Conservation et objets d'Art du
Jura. |
Extension du domaine de la France
Il faut donc prendre le temps de lire attentivement les cartels car cette affirmation patriotique, nationaliste - nous sommes, rappelons-le, en 1904, sur la pente savonneuse qui va mener au premier conflit mondial - est ici décortiquée et en grande partie remisée. Dommage que l'espace soit si compté : à voir la cohue du vernissage, on peut prévoir une affluence inattendue pour cette exposition, et donc des conditions de visite peu agréables. D'autant que la lumière ténue - conçue pour protéger ces panneaux délicats aux teintes étonnamment vives - oblige à des stations rapprochées, à des mouvements délicats des vertèbres du cou.

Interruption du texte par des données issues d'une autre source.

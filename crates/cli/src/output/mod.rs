//! Rendering of target records and notifications.
//!
//! `text` is for people and is colored when stdout is a terminal. `json` and
//! `ndjson` are stable for scripts:
//!
//! ```json
//! {"event":"available","targetId":"T1","type":"page","url":"https://example.com/","title":"","attached":true}
//! ```
//!
//! `watch` writes one JSON object per line in both machine formats. `list`
//! writes a single `{"schemaVersion":1,"targets":[...]}` document for `json`.

#[cfg(test)]
mod tests;

use std::io::Write;

use colored::Colorize;
use pw_targets::{TargetInfo, TargetNotification};
use serde::Serialize;

use crate::error::Result;

/// Current schema version of the `list --format json` document.
pub const SCHEMA_VERSION: u32 = 1;

/// Output format for CLI results.
#[derive(Clone, Copy, Debug, Default, PartialEq, Eq, clap::ValueEnum)]
pub enum OutputFormat {
	/// Human-readable text
	#[default]
	Text,
	/// JSON output
	Json,
	/// Newline-delimited JSON (streaming)
	Ndjson,
}

impl std::fmt::Display for OutputFormat {
	fn fmt(&self, f: &mut std::fmt::Formatter<'_>) -> std::fmt::Result {
		match self {
			OutputFormat::Text => write!(f, "text"),
			OutputFormat::Json => write!(f, "json"),
			OutputFormat::Ndjson => write!(f, "ndjson"),
		}
	}
}

/// One target as printed by the CLI.
#[derive(Debug, Clone, PartialEq, Eq, Serialize)]
#[serde(rename_all = "camelCase")]
pub struct TargetRecord {
	pub target_id: String,
	#[serde(rename = "type")]
	pub target_type: String,
	pub url: String,
	pub title: String,
	/// Whether the manager holds a handle for the target.
	pub attached: bool,
	#[serde(skip_serializing_if = "Option::is_none")]
	pub opener_id: Option<String>,
}

impl TargetRecord {
	pub fn from_info(info: &TargetInfo, attached: bool) -> Self {
		Self {
			target_id: info.target_id.to_string(),
			target_type: info.target_type.to_string(),
			url: info.url.clone(),
			title: info.title.clone(),
			attached,
			opener_id: info.opener_id.as_ref().map(ToString::to_string),
		}
	}
}

/// A notification as printed by `watch`.
#[derive(Debug, Clone, PartialEq, Eq, Serialize)]
pub struct NotificationRecord {
	pub event: &'static str,
	#[serde(flatten)]
	pub target: TargetRecord,
}

impl From<&TargetNotification> for NotificationRecord {
	fn from(notification: &TargetNotification) -> Self {
		let attached = matches!(
			notification,
			TargetNotification::Available(_) | TargetNotification::Changed { .. }
		);
		Self {
			event: notification.kind(),
			target: TargetRecord::from_info(&notification.info(), attached),
		}
	}
}

#[derive(Serialize)]
#[serde(rename_all = "camelCase")]
struct TargetList<'a> {
	schema_version: u32,
	targets: &'a [TargetRecord],
}

/// Writes one notification. Every format produces exactly one line.
pub fn write_notification(out: &mut impl Write, format: OutputFormat, notification: &TargetNotification) -> Result<()> {
	let record = NotificationRecord::from(notification);
	match format {
		OutputFormat::Text => {
			let event = format!("{:<10}", record.event);
			let event = match record.event {
				"available" => event.green().bold(),
				"changed" => event.yellow(),
				"gone" => event.red(),
				_ => event.dimmed(),
			};
			writeln!(
				out,
				"{event} {:<16} {} {}",
				record.target.target_type,
				record.target.target_id.cyan(),
				record.target.url
			)?;
		}
		OutputFormat::Json | OutputFormat::Ndjson => {
			serde_json::to_writer(&mut *out, &record)?;
			writeln!(out)?;
		}
	}
	out.flush()?;
	Ok(())
}

/// Writes a target listing.
pub fn write_targets(out: &mut impl Write, format: OutputFormat, targets: &[TargetRecord]) -> Result<()> {
	match format {
		OutputFormat::Text => {
			if targets.is_empty() {
				writeln!(out, "{}", "no targets".dimmed())?;
			}
			for target in targets {
				let marker = if target.attached { "" } else { " (not attached)" };
				writeln!(
					out,
					"{:<16} {} {}{}",
					target.target_type,
					target.target_id.cyan(),
					target.url,
					marker.dimmed()
				)?;
			}
		}
		OutputFormat::Json => {
			let list = TargetList {
				schema_version: SCHEMA_VERSION,
				targets,
			};
			serde_json::to_writer_pretty(&mut *out, &list)?;
			writeln!(out)?;
		}
		OutputFormat::Ndjson => {
			for target in targets {
				serde_json::to_writer(&mut *out, target)?;
				writeln!(out)?;
			}
		}
	}
	out.flush()?;
	Ok(())
}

C'est particulièrement le cas dans l'antichambre, où le concepteur de l'événement de 1904, Henri Bouchot (1849-1906), est quelque peu malmené. On y montre ses erreurs d'attribution, comme celles d'annexer à la France le catalan Martorell (avec ses quatre scènes de la Vie de saint Georges) ou d'inventer de toutes pièces des écoles régionales - de Lorraine ou d'Artois - dans lesquelles il range sans vergogne des grands maîtres flamands comme Robert Campin (alias le Maître de Flémalle). Une vitrine recueille des «memorabilia» de 1904 : un carton d'invitation en lettres gothiques pour le vernissage du 12 avril, un billet d'entrée (à n'utiliser qu'une fois), un catalogue illustré vendu au prix de… 2 francs.
| Barthélémy d'Eyck, L'annonciation d'Aix,
Aix-en-Provence, Eglise de La Madeleine |
L'Annonciation d'Aix au complet
Avant d'arriver à la Pietà - retrouvée par Prosper Mérimée et attribuée aujourd'hui à Enguerrand Quarton - les étapes sont peu nombreuses mais éclatantes. On fait connaissance avec Josse Lieferinxe et sa truculente série sur saint Sébastien, avec le Maître de Coëtivy, qui sort Lazare de son tombeau et, plus encore, avec Jean Poyer. Il s'agit là de la véritable renaissance d'un artiste tourangeau, grâce à la découverte en 2000 et 2002 de tableaux de sa main, dont un Repas chez Simon à Lons-le-Saunier. Marqué par l'influence de Mantegna - un aveu de formation à l'étranger qui en aurait coûté à Henri Bouchot - il joue de teintes pastels, dans les bleus et les roses, qui font étrangement penser à Puvis de Chavannes. Enfin, voici, sur la gauche, le Maître de l'Annonciation d'Aix (Barthélémy d'Eyck). La commissaire, Dominique Thiébault, est tout émue en le présentant. Car il n'y a pas seulement l'admirable panneau central de l'Annonciation, conservé à l'église de la Madeleine à Aix-en-Provence. Il y a aussi les volets gauche et droit, jamais réunis depuis 1929 (à Londres) et 1932 (à Paris). «Si vous voulez obtenir du Musée de Bruxelles le Prophète Jérémie, vous feriez bien de vous faire accompagner du président Chirac» lui avaient conseillé les conservateurs hollandais, qui ne pensaient pas le miracle possible mais qui s'étaient tout de même engagés à un prêt si Bruxelles faisait de même… Le miracle a eu lieu, sans même l'intercession du premier magistrat. La Vierge sous sa forêt de colonnes, et Gabriel se réjouissent d'être enfin au complet avec leurs amis prophètes, Jérémie et Isaïe. Jusqu'au petit fragment de nature morte, en haut à gauche, qui a fait le voyage. De quoi donner un moment de bonheur du spectacteur même s'il aura bien du mal à installer son pliant devant la scène…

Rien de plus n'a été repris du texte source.